The task -
Filtering the records below, copy only those lines that include the word "Failed".

Provided entries -
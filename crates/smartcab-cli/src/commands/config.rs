//! Configuration management commands

use std::path::Path;

use anyhow::{Context, Result};
use clap::Subcommand;

use crate::config::{Config, CONFIG_FILE_NAME};

const EXAMPLE_CONFIG: &str = include_str!("../../../../smartcab.toml.example");

#[derive(Subcommand)]
pub enum ConfigCommands {
    /// Show the effective configuration
    Show,
    /// Write an example configuration file to ./smartcab.toml
    Init {
        /// Force overwrite existing config
        #[arg(short, long)]
        force: bool,
    },
}

pub async fn run(cmd: ConfigCommands, config: &Config, source: Option<&Path>) -> Result<()> {
    match cmd {
        ConfigCommands::Show => show(config, source).await,
        ConfigCommands::Init { force } => init(Path::new(CONFIG_FILE_NAME), force).await,
    }
}

async fn show(config: &Config, source: Option<&Path>) -> Result<()> {
    println!("Current Configuration");
    println!("=====================\n");

    match source {
        Some(path) => println!("# Config file: {}", path.display()),
        None => println!("# No configuration file found. Using defaults."),
    }
    println!("# Environment overrides: SMARTCAB__<SECTION>__<KEY>\n");

    let rendered = toml::to_string_pretty(config).context("Failed to render configuration")?;
    println!("{rendered}");

    Ok(())
}

async fn init(path: &Path, force: bool) -> Result<()> {
    if path.exists() && !force {
        println!("Configuration file already exists: {}", path.display());
        println!("Use --force to overwrite");
        return Ok(());
    }

    std::fs::write(path, EXAMPLE_CONFIG)
        .with_context(|| format!("Failed to write {}", path.display()))?;
    println!("Configuration file created: {}", path.display());

    Ok(())
}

Output below -
    let rendered = toml::to_string_pretty(config).context("Failed to render configuration")?;
        .with_context(|| format!("Failed to write {}", path.display()))?;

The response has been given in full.